Vokenization language ai can see

IMAGE CREDIT:

iStock

Vokenization: Language that AI can see

With images now being incorporated into artificial intelligence (AI) systems training, robots might soon be able to “see” commands.

Author:
Author name
Quantumrun Foresight
May 9, 2023

Natural language processing (NLP) has enabled artificial intelligence (AI) systems to learn human speech by understanding words and matching context with the sentiment. The only downside is that these NLP systems are purely text-based. Vokenization is about to change all that.

Vokenization context

Two text-based machine learning (ML) programs are often used to train AI to process and understand human language: OpenAI’s Generative Pre-trained Transformer 3 (GPT-3) and Google's BERT (Bidirectional Encoder Representations from Transformers). In AI terminology, the words used in NLP training are called tokens. Researchers from the University of North Carolina (UNC) observed that text-based training programs are limited because they cannot "see," meaning they cannot capture visual information and communication.

For example, if someone asks GPT-3 what the color of the sheep is, the system will often answer "black" even if it's clearly white. This response is because the text-based system will associate it with the term "black sheep" instead of identifying the correct color. By incorporating visuals with tokens (voken), AI systems can have a holistic understanding of terms. Vokenization integrates vokens into self-supervised NLP systems, allowing them to develop "common sense."

Integrating language models and computer vision is not a new concept, and it is a rapidly expanding field in AI research. The combination of these two types of AI leverages their individual strengths. Language models like GPT-3 are trained through unsupervised learning, which allows them to scale easily. In contrast, image models like object recognition systems can directly learn from reality and do not rely on the abstraction provided by the text. For example, image models can recognize that a sheep is white by looking at a picture.

Disruptive impact

The process of vokenization is pretty straightforward. Vokens are created by assigning corresponding or relevant images to language tokens. Then, algorithms (vokenizer) are designed to generate vokens through unsupervised learning (no explicit parameters/rules). Common sense AI trained through vokenization can communicate and solve problems better because they have a more in-depth understanding of context. This approach is unique because it not only predicts language tokens but also predicts image tokens, which is something that traditional BERT models are unable to do.

For example, robotic assistants will be able to recognize images and navigate processes better because they can “see” what is required of them. Artificial intelligence systems trained to write content will be able to craft articles that sound more human, with ideas that flow better, instead of disjointed sentences. Considering the wide reach of NLP applications, vokenization can lead to better-performing chatbots, virtual assistants, online medical diagnoses, digital translators, and more.

Additionally, the combination of vision and language learning is gaining popularity in medical imaging applications, specifically for automated medical image diagnosis. For example, some researchers are experimenting with this approach on radiograph images with accompanying text descriptions, where semantic segmentation can be time-consuming. The vokenization technique could enhance these representations and improve automated medical imaging by utilizing the text information.

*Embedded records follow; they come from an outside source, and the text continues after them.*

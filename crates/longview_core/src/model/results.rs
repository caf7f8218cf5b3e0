//! Per-trial outputs and batch aggregation.
//!
//! A trial produces four append-only tables (snapshots, tax records, monthly
//! returns, ledger) plus collected warnings. Batches keep per-trial results
//! separate; aggregation across trials is commutative (percentiles).

use serde::{Deserialize, Serialize};

use crate::error::TrialError;
use crate::model::ledger::LedgerEntry;
use crate::model::market::MonthlyReturnRecord;
use crate::month::Month;

/// Per-bucket balances at the end of one tick. Balances are rounded to
/// whole dollars at emission.
#[derive(Debug, Clone, Serialize, Deserialize)]
pub struct MonthlySnapshot {
    pub month: Month,
    pub balances: Vec<(String, f64)>,
}

impl MonthlySnapshot {
    #[must_use]
    pub fn balance_of(&self, bucket: &str) -> Option<f64> {
        self.balances
            .iter()
            .find(|(name, _)| name == bucket)
            .map(|(_, v)| *v)
    }

    #[must_use]
    pub fn portfolio_value(&self) -> f64 {
        self.balances.iter().map(|(_, v)| v).sum()
    }
}

/// Year-end tax settlement summary for one calendar year.
#[derive(Debug, Clone, Serialize, Deserialize)]
pub struct TaxRecord {
    pub year: i16,
    pub agi: f64,
    pub taxable_income: f64,
    pub ordinary_tax: f64,
    pub payroll_tax: f64,
    pub capital_gains_tax: f64,
    pub penalty_tax: f64,
    pub total_tax: f64,
    pub effective_rate: f64,
    pub withdrawal_rate: f64,
    pub portfolio_value: f64,
}

#[derive(Debug, Clone, Copy, PartialEq, Eq, Serialize, Deserialize)]
pub enum WarningKind {
    InsufficientFunds,
    UnknownBucket,
    RefillUnfunded,
    SkippedTransaction,
}

/// Non-fatal condition observed during a trial. The trial continues; the
/// warning documents the skip.
#[derive(Debug, Clone, Serialize, Deserialize)]
pub struct TrialWarning {
    pub month: Month,
    pub kind: WarningKind,
    pub message: String,
}

/// Complete output of one trial.
#[derive(Debug, Clone, Serialize, Deserialize)]
pub struct TrialResult {
    pub trial_index: u64,
    /// Strictly ascending by month.
    pub snapshots: Vec<MonthlySnapshot>,
    /// Ascending by year.
    pub tax_records: Vec<TaxRecord>,
    /// Tick order.
    pub monthly_returns: Vec<MonthlyReturnRecord>,
    /// Emission order.
    pub ledger: Vec<LedgerEntry>,
    pub warnings: Vec<TrialWarning>,
}

impl TrialResult {
    /// Portfolio value at the final snapshot, 0 for an empty trial.
    #[must_use]
    pub fn final_portfolio_value(&self) -> f64 {
        self.snapshots.last().map_or(0.0, MonthlySnapshot::portfolio_value)
    }

    /// Final balance of a named bucket.
    #[must_use]
    pub fn final_balance(&self, bucket: &str) -> Option<f64> {
        self.snapshots.last().and_then(|s| s.balance_of(bucket))
    }

    /// December snapshots as a (month, net worth) series.
    #[must_use]
    pub fn yearly_net_worth(&self) -> Vec<(Month, f64)> {
        self.snapshots
            .iter()
            .filter(|s| s.month.is_december())
            .map(|s| (s.month, s.portfolio_value()))
            .collect()
    }

    pub fn ledger_entries_of_kind(
        &self,
        kind: crate::model::ledger::FlowKind,
    ) -> impl Iterator<Item = &LedgerEntry> {
        self.ledger.iter().filter(move |e| e.kind == kind)
    }
}

/// One month's portfolio-value percentiles across a batch.
#[derive(Debug, Clone, Serialize, Deserialize)]
pub struct PercentileBand {
    pub month: Month,
    /// (percentile, portfolio value) pairs in the order requested.
    pub values: Vec<(f64, f64)>,
}

/// Summary statistics over a batch's final portfolio values.
#[derive(Debug, Clone, Serialize, Deserialize)]
pub struct BatchStats {
    pub num_trials: usize,
    pub num_failures: usize,
    /// Share of completed trials ending with a positive portfolio.
    pub success_rate: f64,
    pub mean_final_value: f64,
    pub std_dev_final_value: f64,
    pub min_final_value: f64,
    pub max_final_value: f64,
}

/// Results of running many independent trials. Failed trials are kept
/// keyed by index and never abort their siblings.
#[derive(Debug, Default)]
pub struct BatchResult {
    pub trials: Vec<TrialResult>,
    pub failures: Vec<(u64, TrialError)>,
}

impl BatchResult {
    /// Nearest-rank percentile bands of portfolio value per month across all
    /// completed trials. Months are taken from the first trial's snapshot
    /// axis; trials share it by construction.
    #[must_use]
    pub fn percentile_bands(&self, percentiles: &[f64]) -> Vec<PercentileBand> {
        let Some(first) = self.trials.first() else {
            return Vec::new();
        };
        let mut bands = Vec::with_capacity(first.snapshots.len());
        for (i, snapshot) in first.snapshots.iter().enumerate() {
            let mut values: Vec<f64> = self
                .trials
                .iter()
                .filter_map(|t| t.snapshots.get(i))
                .map(MonthlySnapshot::portfolio_value)
                .collect();
            values.sort_by(|a, b| a.partial_cmp(b).unwrap_or(std::cmp::Ordering::Equal));
            let band = percentiles
                .iter()
                .map(|&p| {
                    let idx = ((values.len() as f64 * p).floor() as usize).min(values.len() - 1);
                    (p, values[idx])
                })
                .collect();
            bands.push(PercentileBand { month: snapshot.month, values: band });
        }
        bands
    }

    /// Summary statistics over completed trials' final portfolio values.
    #[must_use]
    pub fn stats(&self) -> BatchStats {
        let finals: Vec<f64> = self
            .trials
            .iter()
            .map(TrialResult::final_portfolio_value)
            .collect();
        let n = finals.len();
        if n == 0 {
            return BatchStats {
                num_trials: 0,
                num_failures: self.failures.len(),
                success_rate: 0.0,
                mean_final_value: 0.0,
                std_dev_final_value: 0.0,
                min_final_value: 0.0,
                max_final_value: 0.0,
            };
        }
        let mean = finals.iter().sum::<f64>() / n as f64;
        let variance = finals.iter().map(|v| (v - mean).powi(2)).sum::<f64>() / n as f64;
        let successes = finals.iter().filter(|v| **v > 0.0).count();
        BatchStats {
            num_trials: n,
            num_failures: self.failures.len(),
            success_rate: successes as f64 / n as f64,
            mean_final_value: mean,
            std_dev_final_value: variance.sqrt(),
            min_final_value: finals.iter().copied().fold(f64::INFINITY, f64::min),
            max_final_value: finals.iter().copied().fold(f64::NEG_INFINITY, f64::max),
        }
    }
}
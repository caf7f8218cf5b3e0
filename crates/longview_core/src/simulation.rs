//! Trial execution: one synchronous run per trial index, data-parallel
//! across trials.
//!
//! Trials share nothing but the read-only configuration. The RNG is seeded
//! from the trial index, so a trial is bit-for-bit reproducible given the
//! same inputs - including re-running a single interesting percentile trial
//! after a batch.

use crate::config::SimulationConfig;
use crate::engine::ForecastEngine;
use crate::error::Result;
use crate::model::{BatchResult, TrialResult};

#[cfg(feature = "parallel")]
use rayon::iter::{IntoParallelIterator, ParallelIterator};

/// Run a single trial to completion.
pub fn run_trial(config: &SimulationConfig, trial_index: u64) -> Result<TrialResult> {
    ForecastEngine::new(config, trial_index)?.run()
}

/// Run `num_trials` independent trials, in parallel when the `parallel`
/// feature is enabled. Failed trials land in `failures` keyed by index and
/// never abort their siblings.
pub fn run_trials(config: &SimulationConfig, num_trials: u64) -> BatchResult {
    #[cfg(feature = "parallel")]
    let outcomes: Vec<(u64, Result<TrialResult>)> = (0..num_trials)
        .into_par_iter()
        .map(|i| (i, run_trial(config, i)))
        .collect();

    #[cfg(not(feature = "parallel"))]
    let outcomes: Vec<(u64, Result<TrialResult>)> =
        (0..num_trials).map(|i| (i, run_trial(config, i))).collect();

    let mut batch = BatchResult::default();
    for (index, outcome) in outcomes {
        match outcome {
            Ok(result) => batch.trials.push(result),
            Err(err) => {
                tracing::warn!(trial = index, error = %err, "trial aborted");
                batch.failures.push((index, err));
            }
        }
    }
    batch
}
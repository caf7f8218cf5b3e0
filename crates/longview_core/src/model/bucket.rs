//! Buckets - named balance containers with weighted holdings.
//!
//! A bucket's balance is the sum of its holdings' amounts. Deposits allocate
//! proportionally by configured weight (the last holding absorbs rounding
//! residue so totals stay exact); withdrawals draw proportionally from
//! current amounts. Non-cash buckets never go negative: an underfunded
//! withdraw moves nothing and the caller records a warning.

use rustc_hash::FxHashMap;
use serde::{Deserialize, Serialize};

use crate::model::ledger::{FlowKind, Ledger};
use crate::month::Month;

/// Name of the distinguished liquidity bucket.
pub const CASH_BUCKET: &str = "Cash";

/// Tax classification of a bucket.
#[derive(Debug, Clone, Copy, PartialEq, Eq, Serialize, Deserialize)]
pub enum BucketKind {
    Cash,
    Taxable,
    TaxDeferred,
    TaxFree,
    Property,
    Other,
}

impl BucketKind {
    /// Tax-deferred or tax-free: untouchable before the taxable-eligibility
    /// month and the SEPP freeze both key off this.
    #[must_use]
    pub fn is_tax_advantaged(self) -> bool {
        matches!(self, BucketKind::TaxDeferred | BucketKind::TaxFree)
    }
}

/// A weighted slice of a bucket tied to an asset class.
#[derive(Debug, Clone, Serialize, Deserialize)]
pub struct Holding {
    pub asset_class: String,
    pub weight: f64,
    pub amount: f64,
    pub cost_basis: Option<f64>,
}

#[derive(Debug, Clone, Serialize, Deserialize)]
pub struct Bucket {
    pub name: String,
    pub kind: BucketKind,
    pub holdings: Vec<Holding>,
    pub may_go_negative: bool,
    pub cash_fallback: bool,
}

impl Bucket {
    #[must_use]
    pub fn balance(&self) -> f64 {
        self.holdings.iter().map(|h| h.amount).sum()
    }

    /// Distribute `amount` across holdings by configured weight; the last
    /// holding absorbs the rounding residue so the bucket grows by exactly
    /// `amount`. Records a single ledger entry.
    pub fn deposit(
        &mut self,
        amount: f64,
        source: &str,
        month: Month,
        kind: FlowKind,
        ledger: &mut Ledger,
    ) {
        if amount <= 0.0 {
            return;
        }
        self.put_proportional(amount);
        ledger.record(month, source, self.name.clone(), amount, kind);
    }

    /// Draw `amount` proportionally from current holdings. Moves nothing and
    /// returns 0 when underfunded, unless the bucket may go negative, in
    /// which case the full amount is taken. Records one ledger entry for the
    /// amount actually moved.
    pub fn withdraw(
        &mut self,
        amount: f64,
        target: &str,
        month: Month,
        kind: FlowKind,
        ledger: &mut Ledger,
    ) -> f64 {
        if amount <= 0.0 {
            return 0.0;
        }
        if self.balance() < amount && !self.may_go_negative {
            tracing::warn!(
                bucket = %self.name,
                requested = amount,
                balance = self.balance(),
                "withdraw skipped: insufficient balance"
            );
            return 0.0;
        }
        self.take_proportional(amount);
        ledger.record(month, self.name.clone(), target, amount, kind);
        amount
    }

    /// Take min(amount, balance), never driving the bucket negative.
    /// Records one ledger entry for the amount moved.
    pub fn partial_withdraw(
        &mut self,
        amount: f64,
        target: &str,
        month: Month,
        kind: FlowKind,
        ledger: &mut Ledger,
    ) -> f64 {
        let moved = amount.min(self.balance()).max(0.0);
        if moved <= 0.0 {
            return 0.0;
        }
        self.take_proportional(moved);
        ledger.record(month, self.name.clone(), target, moved, kind);
        moved
    }

    fn put_proportional(&mut self, amount: f64) {
        debug_assert!(!self.holdings.is_empty(), "bucket {} has no holdings", self.name);
        let last = self.holdings.len() - 1;
        let mut distributed = 0.0;
        for h in &mut self.holdings[..last] {
            let share = amount * h.weight;
            h.amount += share;
            distributed += share;
        }
        // Residue lands on the last holding so the total is exact.
        self.holdings[last].amount += amount - distributed;
    }

    fn take_proportional(&mut self, amount: f64) {
        let balance = self.balance();
        if balance <= 0.0 || self.holdings.len() == 1 {
            // Nothing to prorate against; the first holding carries the
            // balance (overdrawn cash stays a single-holding concern).
            self.holdings[0].amount -= amount;
            return;
        }
        let last = self.holdings.len() - 1;
        let mut taken = 0.0;
        for h in &mut self.holdings[..last] {
            let share = amount * (h.amount / balance);
            h.amount -= share;
            taken += share;
        }
        self.holdings[last].amount -= amount - taken;
    }
}

/// The ordered set of buckets for one trial, with name lookup.
///
/// Iteration order is configuration order everywhere it matters (market
/// returns, snapshots), which keeps trials reproducible.
#[derive(Debug, Clone)]
pub struct Buckets {
    slots: Vec<Bucket>,
    by_name: FxHashMap<String, usize>,
}

impl Buckets {
    #[must_use]
    pub fn new(buckets: Vec<Bucket>) -> Self {
        let by_name = buckets
            .iter()
            .enumerate()
            .map(|(i, b)| (b.name.clone(), i))
            .collect();
        Self { slots: buckets, by_name }
    }

    #[must_use]
    pub fn get(&self, name: &str) -> Option<&Bucket> {
        self.by_name.get(name).map(|&i| &self.slots[i])
    }

    /// Slot index for a bucket name. Indices are stable for the life of the
    /// trial and sidestep holding a borrow across lookup and use.
    #[must_use]
    pub fn index_of(&self, name: &str) -> Option<usize> {
        self.by_name.get(name).copied()
    }

    #[must_use]
    pub fn at(&self, index: usize) -> &Bucket {
        &self.slots[index]
    }

    pub fn at_mut(&mut self, index: usize) -> &mut Bucket {
        &mut self.slots[index]
    }

    pub fn get_mut(&mut self, name: &str) -> Option<&mut Bucket> {
        self.by_name.get(name).copied().map(|i| &mut self.slots[i])
    }

    #[must_use]
    pub fn contains(&self, name: &str) -> bool {
        self.by_name.contains_key(name)
    }

    pub fn iter(&self) -> impl Iterator<Item = &Bucket> {
        self.slots.iter()
    }

    pub fn iter_mut(&mut self) -> impl Iterator<Item = &mut Bucket> {
        self.slots.iter_mut()
    }

    #[must_use]
    pub fn balance_of(&self, name: &str) -> f64 {
        self.get(name).map_or(0.0, Bucket::balance)
    }

    /// Sum of all bucket balances.
    #[must_use]
    pub fn portfolio_value(&self) -> f64 {
        self.slots.iter().map(Bucket::balance).sum()
    }

    /// Move `amount` between two buckets with a single ledger entry.
    /// The movement is clamped to the source balance unless the source may
    /// go negative. Returns the amount moved.
    pub fn transfer(
        &mut self,
        from: &str,
        to: &str,
        amount: f64,
        month: Month,
        ledger: &mut Ledger,
    ) -> f64 {
        if amount <= 0.0 {
            return 0.0;
        }
        let Some(&from_idx) = self.by_name.get(from) else {
            tracing::warn!(bucket = from, "transfer skipped: unknown source bucket");
            return 0.0;
        };
        let Some(&to_idx) = self.by_name.get(to) else {
            tracing::warn!(bucket = to, "transfer skipped: unknown target bucket");
            return 0.0;
        };
        if from_idx == to_idx {
            return 0.0;
        }

        let source = &mut self.slots[from_idx];
        let moved = if source.may_go_negative {
            amount
        } else {
            amount.min(source.balance()).max(0.0)
        };
        if moved <= 0.0 {
            return 0.0;
        }
        source.take_proportional(moved);
        self.slots[to_idx].put_proportional(moved);
        ledger.record(month, from, to, moved, FlowKind::Transfer);
        moved
    }

    /// Withdraw up to `amount` from the named bucket, pulling any shortfall
    /// from Cash (which may overdraw if it allows it). Returns the total
    /// obtained.
    pub fn withdraw_with_cash_fallback(
        &mut self,
        name: &str,
        amount: f64,
        target: &str,
        month: Month,
        kind: FlowKind,
        ledger: &mut Ledger,
    ) -> f64 {
        if amount <= 0.0 {
            return 0.0;
        }
        let obtained = match self.get_mut(name) {
            Some(bucket) => bucket.partial_withdraw(amount, target, month, kind, ledger),
            None => {
                tracing::warn!(bucket = name, "withdraw skipped: unknown bucket");
                0.0
            }
        };
        let shortfall = amount - obtained;
        if shortfall <= 1e-9 {
            return obtained;
        }
        match self.get_mut(CASH_BUCKET) {
            Some(cash) => obtained + cash.withdraw(shortfall, target, month, kind, ledger),
            None => obtained,
        }
    }
}

#[cfg(test)]
mod tests {
    use super::*;

    fn two_holding_bucket(name: &str) -> Bucket {
        Bucket {
            name: name.to_string(),
            kind: BucketKind::Taxable,
            holdings: vec![
                Holding {
                    asset_class: "Stocks".to_string(),
                    weight: 0.7,
                    amount: 7_000.0,
                    cost_basis: None,
                },
                Holding {
                    asset_class: "Fixed-Income".to_string(),
                    weight: 0.3,
                    amount: 3_000.0,
                    cost_basis: None,
                },
            ],
            may_go_negative: false,
            cash_fallback: false,
        }
    }

    fn cash_bucket(amount: f64) -> Bucket {
        Bucket {
            name: CASH_BUCKET.to_string(),
            kind: BucketKind::Cash,
            holdings: vec![Holding {
                asset_class: "Cash".to_string(),
                weight: 1.0,
                amount,
                cost_basis: None,
            }],
            may_go_negative: true,
            cash_fallback: false,
        }
    }

    #[test]
    fn deposit_grows_by_exact_amount() {
        let mut bucket = two_holding_bucket("Brokerage");
        let mut ledger = Ledger::new();
        let before = bucket.balance();
        bucket.deposit(1_000.0, "Salary", Month::new(2025, 1), FlowKind::Deposit, &mut ledger);
        assert!((bucket.balance() - before - 1_000.0).abs() < 1e-9);
        assert_eq!(ledger.len(), 1);
    }

    #[test]
    fn weights_stable_under_deposit_withdraw() {
        let mut bucket = two_holding_bucket("Brokerage");
        let mut ledger = Ledger::new();
        let m = Month::new(2025, 1);
        for _ in 0..50 {
            bucket.deposit(997.0, "in", m, FlowKind::Deposit, &mut ledger);
            bucket.withdraw(997.0, "out", m, FlowKind::Withdraw, &mut ledger);
        }
        let balance = bucket.balance();
        assert!((bucket.holdings[0].amount / balance - 0.7).abs() < 1e-6);
        assert!((bucket.holdings[1].amount / balance - 0.3).abs() < 1e-6);
    }

    #[test]
    fn underfunded_withdraw_moves_nothing() {
        let mut bucket = two_holding_bucket("Brokerage");
        let mut ledger = Ledger::new();
        let moved = bucket.withdraw(
            20_000.0,
            "out",
            Month::new(2025, 1),
            FlowKind::Withdraw,
            &mut ledger,
        );
        assert_eq!(moved, 0.0);
        assert!((bucket.balance() - 10_000.0).abs() < 1e-9);
        assert!(ledger.is_empty());
    }

    #[test]
    fn cash_may_overdraw() {
        let mut cash = cash_bucket(100.0);
        let mut ledger = Ledger::new();
        let moved = cash.withdraw(500.0, "taxes", Month::new(2025, 12), FlowKind::Withdraw, &mut ledger);
        assert_eq!(moved, 500.0);
        assert!((cash.balance() + 400.0).abs() < 1e-9);
    }

    #[test]
    fn transfer_preserves_net_worth() {
        let mut buckets = Buckets::new(vec![two_holding_bucket("Brokerage"), cash_bucket(1_000.0)]);
        let mut ledger = Ledger::new();
        let before = buckets.portfolio_value();
        let moved = buckets.transfer("Brokerage", CASH_BUCKET, 2_500.0, Month::new(2025, 4), &mut ledger);
        assert_eq!(moved, 2_500.0);
        assert!((buckets.portfolio_value() - before).abs() < 1e-9);
        assert_eq!(ledger.len(), 1);
    }

    #[test]
    fn cash_fallback_covers_shortfall() {
        let mut buckets = Buckets::new(vec![two_holding_bucket("Brokerage"), cash_bucket(5_000.0)]);
        let mut ledger = Ledger::new();
        let got = buckets.withdraw_with_cash_fallback(
            "Brokerage",
            12_000.0,
            "spending",
            Month::new(2025, 6),
            FlowKind::Withdraw,
            &mut ledger,
        );
        assert!((got - 12_000.0).abs() < 1e-9);
        assert!((buckets.balance_of("Brokerage")).abs() < 1e-9);
        assert!((buckets.balance_of(CASH_BUCKET) - 3_000.0).abs() < 1e-9);
    }
}
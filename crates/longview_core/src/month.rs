//! Month-granular calendar arithmetic that bypasses jiff's `Span` machinery.
//!
//! The forecast loop ticks once per calendar month, so everything in the hot
//! path works on a `Month` (year + 1..=12) with O(1) index arithmetic.
//! `jiff::civil::Date` is used only at the configuration boundary (birth
//! dates arrive as full dates) and converted once.

use jiff::civil::Date;
use serde::{Deserialize, Serialize};

/// A calendar month: year plus month-of-year (1 = January, 12 = December).
#[derive(Debug, Clone, Copy, PartialEq, Eq, PartialOrd, Ord, Hash, Serialize, Deserialize)]
pub struct Month {
    pub year: i16,
    pub month: i8,
}

impl Month {
    #[must_use]
    pub fn new(year: i16, month: i8) -> Self {
        debug_assert!((1..=12).contains(&month), "month out of range: {month}");
        Self { year, month }
    }

    /// Total months since year 0. The workhorse for ordering and distances.
    #[inline]
    #[must_use]
    pub fn index(self) -> i32 {
        i32::from(self.year) * 12 + i32::from(self.month) - 1
    }

    #[inline]
    #[must_use]
    pub fn from_index(index: i32) -> Self {
        Self {
            year: (index.div_euclid(12)) as i16,
            month: (index.rem_euclid(12) + 1) as i8,
        }
    }

    /// The following calendar month.
    #[inline]
    #[must_use]
    pub fn succ(self) -> Self {
        Self::from_index(self.index() + 1)
    }

    #[inline]
    #[must_use]
    pub fn add_months(self, n: i32) -> Self {
        Self::from_index(self.index() + n)
    }

    /// Signed number of months from `earlier` to `self`.
    #[inline]
    #[must_use]
    pub fn months_since(self, earlier: Month) -> i32 {
        self.index() - earlier.index()
    }

    #[inline]
    #[must_use]
    pub fn is_december(self) -> bool {
        self.month == 12
    }

    #[inline]
    #[must_use]
    pub fn is_january(self) -> bool {
        self.month == 1
    }

    /// First day of the month as a civil date.
    #[must_use]
    pub fn first_day(self) -> Date {
        jiff::civil::date(self.year, self.month, 1)
    }

    /// Truncate a civil date to its month.
    #[must_use]
    pub fn from_date(date: Date) -> Self {
        Self {
            year: date.year(),
            month: date.month(),
        }
    }

    /// Inclusive iterator over `self..=end`, empty when `end < self`.
    pub fn iter_through(self, end: Month) -> impl Iterator<Item = Month> {
        (self.index()..=end.index()).map(Month::from_index)
    }
}

impl std::fmt::Display for Month {
    fn fmt(&self, f: &mut std::fmt::Formatter<'_>) -> std::fmt::Result {
        write!(f, "{:04}-{:02}", self.year, self.month)
    }
}

#[cfg(test)]
mod tests {
    use super::*;

    #[test]
    fn index_roundtrip() {
        for m in [
            Month::new(2025, 1),
            Month::new(2025, 12),
            Month::new(1960, 6),
            Month::new(2100, 7),
        ] {
            assert_eq!(Month::from_index(m.index()), m);
        }
    }

    #[test]
    fn succ_rolls_year() {
        assert_eq!(Month::new(2025, 12).succ(), Month::new(2026, 1));
        assert_eq!(Month::new(2025, 1).succ(), Month::new(2025, 2));
    }

    #[test]
    fn months_since_is_calendar_exact() {
        let birth = Month::new(1965, 4);
        let m = Month::new(2025, 4);
        assert_eq!(m.months_since(birth), 60 * 12);
        assert_eq!(m.add_months(-1).months_since(birth), 60 * 12 - 1);
    }

    #[test]
    fn ordering_follows_calendar() {
        assert!(Month::new(2025, 12) < Month::new(2026, 1));
        assert!(Month::new(2025, 3) > Month::new(2025, 2));
    }

    #[test]
    fn iter_through_inclusive() {
        let months: Vec<Month> = Month::new(2025, 11)
            .iter_through(Month::new(2026, 2))
            .collect();
        assert_eq!(months.len(), 4);
        assert_eq!(months[0], Month::new(2025, 11));
        assert_eq!(months[3], Month::new(2026, 2));
    }

    #[test]
    fn iter_through_empty_when_reversed() {
        let mut it = Month::new(2026, 1).iter_through(Month::new(2025, 1));
        assert!(it.next().is_none());
    }

    #[test]
    fn date_conversion() {
        let m = Month::new(2031, 9);
        assert_eq!(m.first_day(), jiff::civil::date(2031, 9, 1));
        assert_eq!(Month::from_date(jiff::civil::date(2031, 9, 17)), m);
    }
}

Applications for vokenization

Some applications for vokenization may include:

Intuitive chatbots that can process screenshots, pictures, and website content. Customer support chatbots, in particular, may be able to accurately recommend products and services.

Digital translators that can process images and videos and provide an accurate translation that considers cultural and situational context.

Social media bot scanners being able to conduct a more holistic sentiment analysis by merging images, captions, and comments. This application can be useful in content moderation that requires the analysis of harmful images.